En 1943, un an avant l’entrée sur Paris, les tirailleurs ont donc été soit démobilisés, soit intégrés à une division d’infanterie. Ils furent, pour la plupart d’entre eux, plus d’un millier, affectés dans la 1re division française libre du général de Lattre de Tassigny, qui débarqua en Provence.

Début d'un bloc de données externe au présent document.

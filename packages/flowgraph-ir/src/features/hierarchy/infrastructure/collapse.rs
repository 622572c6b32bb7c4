/*
 * Hierarchy cleanup passes
 *
 * prune_empty: drop containers whose subtree holds no nodes (roots stay).
 *
 * collapse_single_child_chains: a non-root container with exactly one child
 * and no direct members absorbs that child. The child's members move up, its
 * children are adopted, and the parent is renamed `parent→child`. Walking in
 * post-order collapses whole single-child spines in one pass:
 *
 *   file ─ fn leader ─ helper ─ batches      file ─ fn leader→helper→batches
 *
 * Both passes are idempotent.
 */

use crate::features::hierarchy::domain::{ContainerArena, ContainerId};

pub const COLLAPSE_SEPARATOR: &str = "→";

/// Remove every non-root container with an empty subtree. Returns how many
/// were removed.
pub fn prune_empty(arena: &mut ContainerArena) -> usize {
    let mut removed = 0;
    for root in arena.roots() {
        for id in arena.post_order(root) {
            if id == root {
                continue;
            }
            let container = arena.get(id);
            if container.members.is_empty() && container.children.is_empty() {
                arena.remove(id);
                removed += 1;
            }
        }
    }
    removed
}

/// Merge single-child chains below each root. Returns the number of merges.
pub fn collapse_single_child_chains(arena: &mut ContainerArena) -> usize {
    let mut merges = 0;
    for root in arena.roots() {
        for id in arena.post_order(root) {
            if id == root {
                continue;
            }
            while is_collapsible(arena, id) {
                let child = arena.get(id).children[0];
                merge_child(arena, id, child);
                merges += 1;
            }
        }
    }
    if merges > 0 {
        tracing::debug!(merges, "collapsed single-child containers");
    }
    merges
}

fn is_collapsible(arena: &ContainerArena, id: ContainerId) -> bool {
    let container = arena.get(id);
    container.parent.is_some() && container.members.is_empty() && container.children.len() == 1
}

fn merge_child(arena: &mut ContainerArena, parent: ContainerId, child: ContainerId) {
    let (child_name, child_members, grandchildren) = {
        let child = arena.get_mut(child);
        (
            child.name.clone(),
            std::mem::take(&mut child.members),
            std::mem::take(&mut child.children),
        )
    };

    for grandchild in &grandchildren {
        arena.get_mut(*grandchild).parent = Some(parent);
    }

    let container = arena.get_mut(parent);
    container.name = format!("{}{}{}", container.name, COLLAPSE_SEPARATOR, child_name);
    container.members.extend(child_members);
    container.children = grandchildren;

    let child = arena.get_mut(child);
    child.parent = None;
    child.removed = true;
}
mod code_hierarchy;
mod collapse;
mod location_hierarchy;

pub use code_hierarchy::{build_code_hierarchy, TOP_LEVEL, UNNAMED_FILE};
pub use collapse::{collapse_single_child_chains, prune_empty, COLLAPSE_SEPARATOR};
pub use location_hierarchy::{build_location_hierarchy, DEFAULT_CONTAINER, UNKNOWN_LOCATION};
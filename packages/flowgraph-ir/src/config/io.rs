//! Configuration I/O (YAML schema)
//!
//! Defines the on-disk schema. Loading and saving live in pipeline_config.rs.

use super::operator_config::OperatorConfig;
use super::pipeline_config::{CacheConfig, GraphConfig};
use serde::{Deserialize, Serialize};

/// Current schema version
pub const CONFIG_SCHEMA_VERSION: u32 = 1;

/// YAML Schema v1
#[derive(Debug, Clone, Serialize, Deserialize)]
#[serde(deny_unknown_fields)]
pub struct ConfigFileV1 {
    /// Schema version (always 1 for v1). Optional so a missing field can be
    /// reported as such instead of as a generic parse error.
    #[serde(default)]
    pub version: Option<u32>,

    /// Operator lists; built-in defaults apply when absent
    #[serde(default, skip_serializing_if = "Option::is_none")]
    pub operators: Option<OperatorConfig>,

    #[serde(default, skip_serializing_if = "Option::is_none")]
    pub graph: Option<GraphConfig>,

    #[serde(default, skip_serializing_if = "Option::is_none")]
    pub cache: Option<CacheConfig>,
}
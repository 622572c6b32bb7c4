//! Rendered hierarchy models
//!
//! Trees of named containers plus the node -> container assignment map,
//! in the shape the rendering layer consumes.

use serde::{Deserialize, Serialize};
use std::collections::BTreeMap;

use super::node::NodeId;

/// Hierarchy ids understood by the renderer
pub const LOCATION_HIERARCHY_ID: &str = "location";
pub const CODE_HIERARCHY_ID: &str = "code";

/// Named grouping node in a hierarchy tree
#[derive(Debug, Clone, PartialEq, Eq, Serialize, Deserialize)]
pub struct HierarchyContainer {
    pub id: String,
    pub name: String,
    #[serde(default)]
    pub children: Vec<HierarchyContainer>,
}

impl HierarchyContainer {
    pub fn leaf(id: impl Into<String>, name: impl Into<String>) -> Self {
        Self {
            id: id.into(),
            name: name.into(),
            children: Vec::new(),
        }
    }

    /// Visit this container and every descendant, pre-order
    pub fn walk<'a>(&'a self, visit: &mut dyn FnMut(&'a HierarchyContainer)) {
        visit(self);
        for child in &self.children {
            child.walk(visit);
        }
    }

    pub fn find(&self, id: &str) -> Option<&HierarchyContainer> {
        if self.id == id {
            return Some(self);
        }
        self.children.iter().find_map(|c| c.find(id))
    }
}

/// One selectable hierarchy (`hierarchyChoices` entry)
#[derive(Debug, Clone, PartialEq, Eq, Serialize, Deserialize)]
pub struct Hierarchy {
    pub id: String,
    pub name: String,
    pub children: Vec<HierarchyContainer>,
}

impl Hierarchy {
    /// Every container id in the hierarchy, pre-order
    pub fn container_ids(&self) -> Vec<&str> {
        let mut ids = Vec::new();
        for root in &self.children {
            root.walk(&mut |c| ids.push(c.id.as_str()));
        }
        ids
    }

    pub fn find(&self, id: &str) -> Option<&HierarchyContainer> {
        self.children.iter().find_map(|c| c.find(id))
    }

    pub fn container_count(&self) -> usize {
        self.container_ids().len()
    }
}

/// node id -> container id, one map per hierarchy
pub type NodeAssignment = BTreeMap<NodeId, String>;
use crate::{
    command::{Flow, MenuChoice, PairSelection, QuoteAction},
    config::AppConfig,
    console::Console,
    data::{DataSource, QuoteSource},
    error::SessionError,
    session::{report, SessionController},
    ui::RenderTarget,
};
use std::sync::Arc;
use tracing::{info, warn};

const MAIN_PROMPT: &str = "Type 'S' for stocks, 'C' for crypto, or 'Q' to quit: ";
const TICKER_PROMPT: &str = "Enter a company name or ticker symbol (or 'q' to go back): ";
const QUOTE_PROMPT: &str = "Enter 'n' for a new ticker or 'q' to go back: ";

/// Top-level menus around the live view.
pub struct App<T: RenderTarget, C: Console> {
    config: AppConfig,
    console: C,
    quotes: Arc<dyn QuoteSource>,
    session: SessionController<T>,
}

impl<T: RenderTarget, C: Console> App<T, C> {
    pub fn new(
        config: AppConfig,
        source: Arc<dyn DataSource>,
        quotes: Arc<dyn QuoteSource>,
        target: T,
        console: C,
    ) -> Self {
        let session = SessionController::new(source, &config, target);
        Self {
            config,
            console,
            quotes,
            session,
        }
    }

    pub fn session(&self) -> &SessionController<T> {
        &self.session
    }

    pub fn console(&self) -> &C {
        &self.console
    }

    pub async fn run(&mut self) -> Result<(), SessionError> {
        loop {
            let Some(line) = self.console.read_line(MAIN_PROMPT).await? else {
                break;
            };

            let flow = match MenuChoice::parse(&line) {
                Ok(MenuChoice::Stocks) => self.stocks().await?,
                Ok(MenuChoice::Crypto) => self.crypto().await?,
                Ok(MenuChoice::Quit) => Flow::Quit,
                Err(error) => {
                    self.console.notify(&error.to_string());
                    Flow::Back
                }
            };

            if flow == Flow::Quit {
                break;
            }
        }

        self.session.exit().await?;
        self.console.notify("Exiting the program...");
        Ok(())
    }

    async fn crypto(&mut self) -> Result<Flow, SessionError> {
        loop {
            self.console.notify("Select a cryptocurrency pair:");
            for (idx, pair) in self.config.pairs.iter().enumerate() {
                self.console.notify(&format!("{}. {}", idx + 1, pair));
            }
            self.console.notify("Type 'q' to go back to the main menu");

            let prompt = format!("Enter your choice (1-{} or 'q'): ", self.config.pairs.len());
            let Some(line) = self.console.read_line(&prompt).await? else {
                return Ok(Flow::Quit);
            };

            let instrument = match PairSelection::parse(&line, &self.config.pairs) {
                Ok(PairSelection::Pair(instrument)) => instrument,
                Ok(PairSelection::Back) => {
                    self.console.notify("Returning to main menu...");
                    return Ok(Flow::Back);
                }
                Err(error) => {
                    self.console.notify(&error.to_string());
                    continue;
                }
            };

            info!(%instrument, "pair selected");
            self.console
                .notify(&format!("Fetching data for {instrument}..."));
            let size = self.console.terminal_size()?;
            if let Err(error) = self.session.select(instrument, size).await {
                report(&mut self.console, error)?;
                continue;
            }

            if self.session.run(&mut self.console, &self.config.pairs).await? == Flow::Quit {
                return Ok(Flow::Quit);
            }
        }
    }

    async fn stocks(&mut self) -> Result<Flow, SessionError> {
        loop {
            let Some(query) = self.console.read_line(TICKER_PROMPT).await? else {
                return Ok(Flow::Quit);
            };
            let query = query.trim();
            if query.eq_ignore_ascii_case("q") {
                return Ok(Flow::Back);
            }
            if query.is_empty() {
                continue;
            }

            let ticker = match self.quotes.search(query).await {
                Ok(Some(ticker)) => ticker,
                Ok(None) => {
                    self.console
                        .notify("Company or ticker not found. Please try again.");
                    continue;
                }
                Err(error) => {
                    warn!(%error, query, "ticker search failed");
                    self.console.notify(&format!("Search failed: {error}"));
                    continue;
                }
            };

            self.console.notify(&format!("Fetching data for {ticker}..."));
            match self.quotes.quote(&ticker).await {
                Ok(quote) => {
                    for line in quote.summary_lines() {
                        self.console.notify(&line);
                    }
                    self.console.notify("");
                }
                Err(error) => {
                    warn!(%error, %ticker, "quote lookup failed");
                    self.console.notify(&format!("Failed to fetch data: {error}"));
                    continue;
                }
            }

            loop {
                let Some(line) = self.console.read_line(QUOTE_PROMPT).await? else {
                    return Ok(Flow::Quit);
                };
                match QuoteAction::parse(&line) {
                    Ok(QuoteAction::NewTicker) => break,
                    Ok(QuoteAction::Back) => return Ok(Flow::Back),
                    Err(error) => self.console.notify(&error.to_string()),
                }
            }
        }
    }
}
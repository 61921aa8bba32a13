pub mod chart;
pub mod layout;
pub mod orderbook;
pub mod statusbar;
pub mod target;

pub use chart::PriceChart;
pub use layout::LiveView;
pub use orderbook::{DepthState, OrderBookPanel};
pub use statusbar::StatusBar;
pub use target::{RenderTarget, TerminalSize, TerminalTarget};
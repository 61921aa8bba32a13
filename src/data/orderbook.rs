use crate::error::DataError;
use serde_json::Value;

#[derive(Debug, Clone, PartialEq)]
pub struct DepthLevel {
    pub price: f64,
    pub volume: f64,
}

/// Point-in-time order book: bids best (highest) first, asks best (lowest) first.
#[derive(Debug, Clone, Default, PartialEq)]
pub struct DepthSnapshot {
    pub bids: Vec<DepthLevel>,
    pub asks: Vec<DepthLevel>,
}

impl DepthSnapshot {
    pub fn spread(&self) -> Option<f64> {
        Some(self.asks.first()?.price - self.bids.first()?.price)
    }
}

/// Parses a Kraken depth entry: `{"asks": [[price, volume, ts], ..], "bids": [..]}`.
pub fn parse_depth(book: &Value) -> Result<DepthSnapshot, DataError> {
    let mut bids = parse_side(book, "bids")?;
    let mut asks = parse_side(book, "asks")?;

    bids.sort_by(|a, b| b.price.total_cmp(&a.price));
    asks.sort_by(|a, b| a.price.total_cmp(&b.price));

    Ok(DepthSnapshot { bids, asks })
}

fn parse_side(book: &Value, side: &str) -> Result<Vec<DepthLevel>, DataError> {
    book.get(side)
        .and_then(|v| v.as_array())
        .ok_or_else(|| DataError::malformed(format!("depth has no {side}")))?
        .iter()
        .map(|entry| {
            parse_level(entry)
                .ok_or_else(|| DataError::malformed(format!("bad {side} level: {entry}")))
        })
        .collect()
}

fn parse_level(entry: &Value) -> Option<DepthLevel> {
    let arr = entry.as_array()?;
    Some(DepthLevel {
        price: arr.first()?.as_str()?.parse().ok()?,
        volume: arr.get(1)?.as_str()?.parse().ok()?,
    })
}
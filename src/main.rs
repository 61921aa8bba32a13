use ratatui::backend::CrosstermBackend;
use std::{io, sync::Arc};
use tickerplot::{
    app::App,
    config::AppConfig,
    console::StdinConsole,
    data::{KrakenClient, YahooClient},
    ui::{TerminalSize, TerminalTarget},
};
use tracing_subscriber::EnvFilter;

#[tokio::main]
async fn main() -> color_eyre::Result<()> {
    color_eyre::install()?;
    init_logging();

    let config = AppConfig::default().sanitized();
    let source = Arc::new(KrakenClient::new(&config)?);
    let quotes = Arc::new(YahooClient::new(&config)?);

    let size = TerminalSize::current()?;
    let target = TerminalTarget::new(CrosstermBackend::new(io::stdout()), size)?;

    let mut app = App::new(config, source, quotes, target, StdinConsole::new());
    app.run().await?;
    Ok(())
}

/// Logs go to stderr and are off unless `RUST_LOG` asks for them, so they
/// never overwrite the live view.
fn init_logging() {
    tracing_subscriber::fmt()
        .with_env_filter(
            EnvFilter::try_from_default_env().unwrap_or_else(|_| EnvFilter::new("off")),
        )
        .with_writer(io::stderr)
        .with_target(false)
        .init();
}
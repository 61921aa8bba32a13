use crate::{data::InstrumentId, error::InputError};

/// Where control goes after leaving a menu.
#[derive(Debug, Clone, Copy, PartialEq, Eq)]
pub enum Flow {
    Back,
    Quit,
}

#[derive(Debug, Clone, Copy, PartialEq, Eq)]
pub enum MenuChoice {
    Stocks,
    Crypto,
    Quit,
}

impl MenuChoice {
    pub fn parse(input: &str) -> Result<Self, InputError> {
        match input.trim().to_uppercase().as_str() {
            "S" => Ok(MenuChoice::Stocks),
            "C" => Ok(MenuChoice::Crypto),
            "Q" => Ok(MenuChoice::Quit),
            other => Err(InputError::UnknownCommand(other.to_string())),
        }
    }
}

#[derive(Debug, Clone, PartialEq, Eq)]
pub enum PairSelection {
    Pair(InstrumentId),
    Back,
}

impl PairSelection {
    /// Parses a 1-based index into `pairs`, or `q`.
    pub fn parse(input: &str, pairs: &[InstrumentId]) -> Result<Self, InputError> {
        let input = input.trim();
        if input.eq_ignore_ascii_case("q") {
            return Ok(PairSelection::Back);
        }

        let choice: usize = input
            .parse()
            .map_err(|_| InputError::UnknownCommand(input.to_string()))?;

        choice
            .checked_sub(1)
            .and_then(|idx| pairs.get(idx))
            .cloned()
            .map(PairSelection::Pair)
            .ok_or(InputError::OutOfRange { max: pairs.len() })
    }
}

#[derive(Debug, Clone, PartialEq, Eq)]
pub enum LiveCommand {
    Switch(InstrumentId),
    Back,
    Exit,
}

impl LiveCommand {
    pub fn parse(input: &str, pairs: &[InstrumentId]) -> Result<Self, InputError> {
        let instrument = InstrumentId::new(input);
        match instrument.as_str() {
            "Q" => Ok(LiveCommand::Back),
            "X" => Ok(LiveCommand::Exit),
            _ if pairs.contains(&instrument) => Ok(LiveCommand::Switch(instrument)),
            other => Err(InputError::UnknownPair(other.to_string())),
        }
    }
}

#[derive(Debug, Clone, Copy, PartialEq, Eq)]
pub enum QuoteAction {
    NewTicker,
    Back,
}

impl QuoteAction {
    pub fn parse(input: &str) -> Result<Self, InputError> {
        match input.trim().to_lowercase().as_str() {
            "n" => Ok(QuoteAction::NewTicker),
            "q" => Ok(QuoteAction::Back),
            other => Err(InputError::UnknownCommand(other.to_string())),
        }
    }
}
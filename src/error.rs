use thiserror::Error;

/// Failure to obtain market data from a provider.
#[derive(Debug, Error)]
pub enum DataError {
    #[error("network error: {0}")]
    Network(#[from] reqwest::Error),

    #[error("malformed response: {0}")]
    Malformed(String),
}

impl DataError {
    pub fn malformed(msg: impl Into<String>) -> Self {
        DataError::Malformed(msg.into())
    }
}

/// Operator typed something the current menu does not understand.
#[derive(Debug, Clone, PartialEq, Eq, Error)]
pub enum InputError {
    #[error("Invalid choice {0:?}. Please try again.")]
    UnknownCommand(String),

    #[error("Invalid choice. Please enter a number between 1 and {max}.")]
    OutOfRange { max: usize },

    #[error("Unknown pair {0:?}. Please try again.")]
    UnknownPair(String),
}

#[derive(Debug, Error)]
pub enum SessionError {
    #[error(transparent)]
    Data(#[from] DataError),

    #[error("terminal error: {0}")]
    Io(#[from] std::io::Error),

    #[error("refresh task failed: {0}")]
    Join(#[from] tokio::task::JoinError),

    #[error("display surface is unavailable")]
    DisplayUnavailable,
}
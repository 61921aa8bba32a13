use chrono::{DateTime, Local, Utc};
use ratatui::{
    layout::Rect,
    style::{Color, Style},
    text::{Line, Span},
    widgets::{Block, Paragraph},
    Frame,
};

pub struct StatusBar<'a> {
    pub symbol: &'a str,
    pub healthy: bool,
    pub updated_at: DateTime<Utc>,
}

impl StatusBar<'_> {
    pub fn render(&self, frame: &mut Frame, area: Rect) {
        let (marker, health, color) = if self.healthy {
            ("●", "LIVE", Color::Green)
        } else {
            ("○", "STALE", Color::Red)
        };
        let updated = self.updated_at.with_timezone(&Local).format("%H:%M:%S");
        let key = |k: &'static str| Span::styled(k, Style::default().fg(Color::Yellow));

        let mut spans = vec![
            Span::styled(format!("{marker} {health} "), Style::default().fg(color)),
            Span::styled(self.symbol, Style::default().fg(Color::White)),
            Span::raw(format!(" @ {updated} | ")),
        ];
        for (k, action) in [("PAIR", ":Switch "), ("Q", ":Back "), ("X", ":Exit")] {
            spans.push(key(k));
            spans.push(Span::raw(action));
        }

        let para = Paragraph::new(Line::from(spans)).block(Block::default());
        frame.render_widget(para, area);
    }
}
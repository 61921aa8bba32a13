use crate::ui::TerminalSize;
use async_trait::async_trait;
use std::io::{self, Write};
use tokio::io::{AsyncBufReadExt, BufReader, Lines, Stdin};

/// Operator-facing side of the terminal.
#[async_trait]
pub trait Console: Send {
    /// Shows `prompt` and blocks until a line is entered.
    /// Returns `None` once input is closed.
    async fn read_line(&mut self, prompt: &str) -> io::Result<Option<String>>;

    fn terminal_size(&self) -> io::Result<TerminalSize>;

    fn notify(&mut self, message: &str);
}

pub struct StdinConsole {
    lines: Lines<BufReader<Stdin>>,
}

impl StdinConsole {
    pub fn new() -> Self {
        Self {
            lines: BufReader::new(tokio::io::stdin()).lines(),
        }
    }
}

impl Default for StdinConsole {
    fn default() -> Self {
        Self::new()
    }
}

#[async_trait]
impl Console for StdinConsole {
    async fn read_line(&mut self, prompt: &str) -> io::Result<Option<String>> {
        {
            let mut stdout = io::stdout().lock();
            stdout.write_all(prompt.as_bytes())?;
            stdout.flush()?;
        }
        self.lines.next_line().await
    }

    fn terminal_size(&self) -> io::Result<TerminalSize> {
        TerminalSize::current()
    }

    fn notify(&mut self, message: &str) {
        println!("{message}");
    }
}
use std::fmt;

/// Symbol of a tradable pair or ticker as typed by the operator, e.g. `BTCUSD`.
#[derive(Debug, Clone, PartialEq, Eq, Hash)]
pub struct InstrumentId(String);

impl InstrumentId {
    pub fn new(symbol: impl AsRef<str>) -> Self {
        Self(symbol.as_ref().trim().to_uppercase())
    }

    pub fn as_str(&self) -> &str {
        &self.0
    }

    /// Kraken's name for this pair. Legacy assets carry X/Z prefixes.
    pub fn kraken_pair(&self) -> &str {
        match self.0.as_str() {
            "BTCUSD" => "XXBTZUSD",
            "ETHUSD" => "XETHZUSD",
            "XRPUSD" => "XXRPZUSD",
            "LTCUSD" => "XLTCZUSD",
            other => other,
        }
    }
}

impl fmt::Display for InstrumentId {
    fn fmt(&self, f: &mut fmt::Formatter<'_>) -> fmt::Result {
        f.write_str(&self.0)
    }
}

impl From<&str> for InstrumentId {
    fn from(symbol: &str) -> Self {
        Self::new(symbol)
    }
}
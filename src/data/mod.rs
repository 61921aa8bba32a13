pub mod client;
pub mod fetch;
pub mod instrument;
pub mod orderbook;
pub mod stocks;

pub use client::KrakenClient;
pub use fetch::Sample;
pub use instrument::InstrumentId;
pub use orderbook::{DepthLevel, DepthSnapshot};
pub use stocks::{Fundamentals, Quote, QuoteSource, YahooClient};

use crate::error::DataError;
use async_trait::async_trait;
use chrono::{DateTime, Utc};

/// Market data provider backing the live view.
#[async_trait]
pub trait DataSource: Send + Sync {
    /// Price history for `instrument` since `since`, ordered by time ascending.
    async fn fetch_series(
        &self,
        instrument: &InstrumentId,
        since: DateTime<Utc>,
    ) -> Result<Vec<Sample>, DataError>;

    async fn fetch_depth(&self, instrument: &InstrumentId) -> Result<DepthSnapshot, DataError>;
}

Seul Claude Mademba Sy est resté. Sans doute, avance Christine Levisse-Touzé, spécialiste de la Seconde Guerre mondiale, parce qu’il était pupille de la nation, citoyen français, diplômé et issu d’une lignée de soldats ayant servi l’empire. Son grand-père fut officier « indigène » sous Joseph Gallieni, gouverneur général du Soudan français (devenu Afrique occidentale française). Son père, Abdel Kader, fut le premier Noir chef de bataillon de l’armée française. Trois de ses oncles furent tués pendant la Première Guerre mondiale.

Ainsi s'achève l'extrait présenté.